C. Dukungan Sosial Keluarga Pada Pernikahan Beda Etnis (Batak Toba-Tamil)
Tiap-tiap suku memiliki konsep dan aturan mengenai perkawinan yang berbeda satu sama lainnya, seperti mengenai pengaturan pembatasan jodoh, mahar, tata upacara dan sebagainya. Salah satu perbedaan yang mencolok ditemukan di dalam masyarakat suku Tamil dengan suku Batak Toba. Suku Tamil cenderung lebih adaptif dengan kelompok etnis lain di Sumatera Utara, salah satunya dengan adanya pernikahan eksogami dengan etnis Jawa, Karo, Nias, Tionghoa dan Batak Toba (Lubis, 2005). Lain halnya dengan suku Batak Toba yang memegang kuat norma endogami (Bangun, 1982). Perkawinan yang dianggap ideal oleh masyarakat suku Batak Toba adalah perkawinan yang dilakukan sesama orang Batak Toba. Perkawinan dengan orang yang bukan Batak tidak akan diakui dalam adat Batak Toba (Bruner, 1994).

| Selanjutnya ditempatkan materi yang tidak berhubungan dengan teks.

#[cfg(test)]
mod tests {
    use super::*;
    use crate::config::SiteConfig;
    use crate::model::fixtures::post;
    use crate::model::{Category, Pillar};

    fn layout() -> PreviewLayout {
        let config = SiteConfig::default();
        PreviewLayout::for_post(&post("x", Pillar::AgentBuilding), &config).unwrap()
    }

    fn fixture_font() -> FontArc {
        load_font(PathBuf::from(concat!(
            env!("CARGO_MANIFEST_DIR"),
            "/tests/fixtures/fonts/DejaVuSansMono.ttf"
        )))
        .unwrap()
    }

    fn with_font() -> PreviewAssets {
        PreviewAssets {
            regular: Some(fixture_font()),
            ..Default::default()
        }
    }

    fn long_title_layout() -> PreviewLayout {
        let mut post = post("x", Pillar::AgentBuilding);
        post.title = "Building small sovereign agents that run well on a laptop".into();
        PreviewLayout::for_post(&post, &SiteConfig::default()).unwrap()
    }

    fn decode(bytes: &[u8]) -> RgbaImage {
        image::load_from_memory(bytes).unwrap().to_rgba8()
    }

    fn close(pixel: &Rgba<u8>, color: Color) -> bool {
        let d = |a: u8, b: u8| (a as i32 - b as i32).abs() <= 3;
        d(pixel[0], color.r) && d(pixel[1], color.g) && d(pixel[2], color.b)
    }

    #[test]
    fn test_png_has_fixed_dimensions() {
        let bytes = render_png(&layout(), &PreviewAssets::default()).unwrap();
        assert_eq!(&bytes[..8], b"\x89PNG\r\n\x1a\n");
        let image = decode(&bytes);
        assert_eq!(image.dimensions(), (WIDTH, HEIGHT));
    }

    #[test]
    fn test_gradient_runs_top_right_to_bottom_left() {
        let image = decode(&render_png(&layout(), &PreviewAssets::default()).unwrap());
        assert!(close(image.get_pixel(WIDTH - 1, 0), GRADIENT[0].1));
        assert!(close(image.get_pixel(0, HEIGHT - 1), GRADIENT[2].1));
    }

    #[test]
    fn test_rendering_is_deterministic() {
        let a = render_png(&layout(), &PreviewAssets::default()).unwrap();
        let b = render_png(&layout(), &PreviewAssets::default()).unwrap();
        assert_eq!(a, b);
    }

    #[test]
    fn test_badge_dot_uses_category_colour() {
        let image = decode(&render_png(&layout(), &PreviewAssets::default()).unwrap());
        let badge_height = BADGE_TEXT * 1.25 + BADGE_PAD_Y * 2.0;
        let x = (PAD_X + BADGE_PAD_X + BADGE_DOT / 2.0) as u32;
        let y = (PAD_Y + badge_height / 2.0) as u32;
        assert!(close(
            image.get_pixel(x, y),
            Pillar::AgentBuilding.badge().text
        ));
    }

    #[test]
    fn test_logo_is_clipped_to_a_circle() {
        let red = RgbaImage::from_pixel(LOGO_SIZE, LOGO_SIZE, Rgba([255, 0, 0, 255]));
        let assets = PreviewAssets {
            logo: Some(red),
            ..Default::default()
        };
        let image = decode(&render_png(&layout(), &assets).unwrap());
        let x0 = WIDTH - PAD_X as u32 - LOGO_SIZE;
        let y0 = PAD_Y as u32;
        let centre = image.get_pixel(x0 + LOGO_SIZE / 2, y0 + LOGO_SIZE / 2);
        assert_eq!(centre, &Rgba([255, 0, 0, 255]));
        let corner = image.get_pixel(x0, y0);
        assert!(corner[0] < 100);
    }

    #[test]
    fn test_cover_square_crops_and_scales() {
        let wide = RgbaImage::from_pixel(300, 100, Rgba([0, 0, 255, 255]));
        let square = cover_square(&wide, LOGO_SIZE);
        assert_eq!(square.dimensions(), (LOGO_SIZE, LOGO_SIZE));
    }

    #[test]
    fn test_configured_missing_font_is_an_error() {
        let dir = tempfile::TempDir::new().unwrap();
        let config = PreviewConfig {
            font_regular: Some("fonts/missing.ttf".into()),
            ..Default::default()
        };
        let err = PreviewAssets::load(&config, dir.path()).err().unwrap();
        assert!(matches!(err, FolioError::Font { .. }));
    }

    #[test]
    fn test_invalid_font_bytes_are_an_error() {
        let dir = tempfile::TempDir::new().unwrap();
        fs::write(dir.path().join("bad.ttf"), b"not a font").unwrap();
        let config = PreviewConfig {
            font_bold: Some("bad.ttf".into()),
            ..Default::default()
        };
        assert!(PreviewAssets::load(&config, dir.path()).is_err());
    }

    #[test]
    fn test_unconfigured_assets_load_empty() {
        let dir = tempfile::TempDir::new().unwrap();
        let assets = PreviewAssets::load(&PreviewConfig::default(), dir.path()).unwrap();
        assert!(assets.regular.is_none() && assets.bold.is_none() && assets.logo.is_none());
    }

    #[test]
    fn test_title_wraps_at_max_width() {
        let font = fixture_font();
        let layout = long_title_layout();
        let lines = wrap(&font, layout.title_size, &layout.title, TITLE_MAX_WIDTH);
        assert!(lines.len() >= 2);
        for line in &lines {
            assert!(text_width(&font, layout.title_size, line) <= TITLE_MAX_WIDTH);
        }
        assert_eq!(lines.join(" "), layout.title);
    }

    #[test]
    fn test_wrap_gives_an_overlong_word_its_own_line() {
        let font = fixture_font();
        let word = "w".repeat(60);
        let lines = wrap(&font, 60.0, &format!("a {} b", word), TITLE_MAX_WIDTH);
        assert_eq!(lines, vec!["a".to_string(), word, "b".to_string()]);
    }

    #[test]
    fn test_title_is_drawn_below_the_top_row() {
        let layout = long_title_layout();
        let image = decode(&render_png(&layout, &with_font()).unwrap());
        let badge_height = BADGE_TEXT * 1.25 + BADGE_PAD_Y * 2.0;
        let title_top = (PAD_Y + badge_height.max(LOGO_SIZE as f32) + TOP_ROW_GAP) as u32;
        let title_bottom = title_top + (layout.title_size * 1.1 * 2.0) as u32;

        let has_title_color = |rows: std::ops::Range<u32>| {
            rows.flat_map(|y| (PAD_X as u32..(PAD_X + TITLE_MAX_WIDTH) as u32).map(move |x| (x, y)))
                .any(|(x, y)| close(image.get_pixel(x, y), TITLE_COLOR))
        };
        assert!(has_title_color(title_top..title_bottom));
        assert!(!has_title_color(0..title_top));
    }

    #[test]
    fn test_footer_is_right_aligned() {
        let layout = layout();
        let plain = decode(&render_png(&layout, &PreviewAssets::default()).unwrap());
        let drawn = decode(&render_png(&layout, &with_font()).unwrap());

        let footer_line = AUTHOR_SIZE * 1.25;
        let footer_top = (HEIGHT as f32 - PAD_Y - footer_line) as u32;
        let footer_bottom = (HEIGHT as f32 - PAD_Y) as u32;
        let rightmost = (footer_top..footer_bottom)
            .flat_map(|y| (WIDTH / 2..WIDTH).map(move |x| (x, y)))
            .filter(|&(x, y)| plain.get_pixel(x, y) != drawn.get_pixel(x, y))
            .map(|(x, _)| x)
            .max()
            .unwrap();

        let right = (WIDTH as f32 - PAD_X) as u32;
        assert!(rightmost <= right + 1, "footer ends at {}", rightmost);
        assert!(rightmost >= right - 6, "footer ends at {}", rightmost);
    }

    #[test]
    fn test_badge_label_is_drawn_inside_the_pill() {
        let layout = layout();
        let plain = decode(&render_png(&layout, &PreviewAssets::default()).unwrap());
        let drawn = decode(&render_png(&layout, &with_font()).unwrap());
        let badge_height = BADGE_TEXT * 1.25 + BADGE_PAD_Y * 2.0;
        let label_x = (PAD_X + BADGE_PAD_X + BADGE_DOT + BADGE_GAP) as u32;
        let label_width = text_width(&fixture_font(), BADGE_TEXT, layout.badge_label) as u32;

        let in_pill = (PAD_Y as u32..(PAD_Y + badge_height) as u32)
            .flat_map(|y| (label_x..label_x + label_width).map(move |x| (x, y)))
            .filter(|&(x, y)| plain.get_pixel(x, y) != drawn.get_pixel(x, y))
            .count();
        assert!(in_pill > 0);
    }
}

Pernikahan beda etnis menghadapi masalah yang hampir sama dengan pernikahan sama etnis, namun ada perbedaan pada beberapa area masalah. Masalah-masalah tersebut meliputi komunikasi verbal dan non verbal, perbedaan konsep dari pernikahan keputusan pasangan didasarkan pada kebutuhan dan tuntutan individual pasangan, atau didasarkan pada tradisi atau persetujuan sosial keluarga. Prasangka dan stereotip juga memainkan peran dalam konflik
(41)
pernikahan seperti ketika masing-masing pasangan memandang yang lainnya sebagai perwakilan dari budayanya yang menyebabkan penyimpangan terhadap peran dan kepribadian pasangan. Markoff juga mengindikasikan sumber konflik lainnya dalam pasangan antar budaya adalah level dari keterlibatan dari keluarga mengenai konflik-konflik pasangan (Tseng , dalam McDermott & Maretzki, 1977).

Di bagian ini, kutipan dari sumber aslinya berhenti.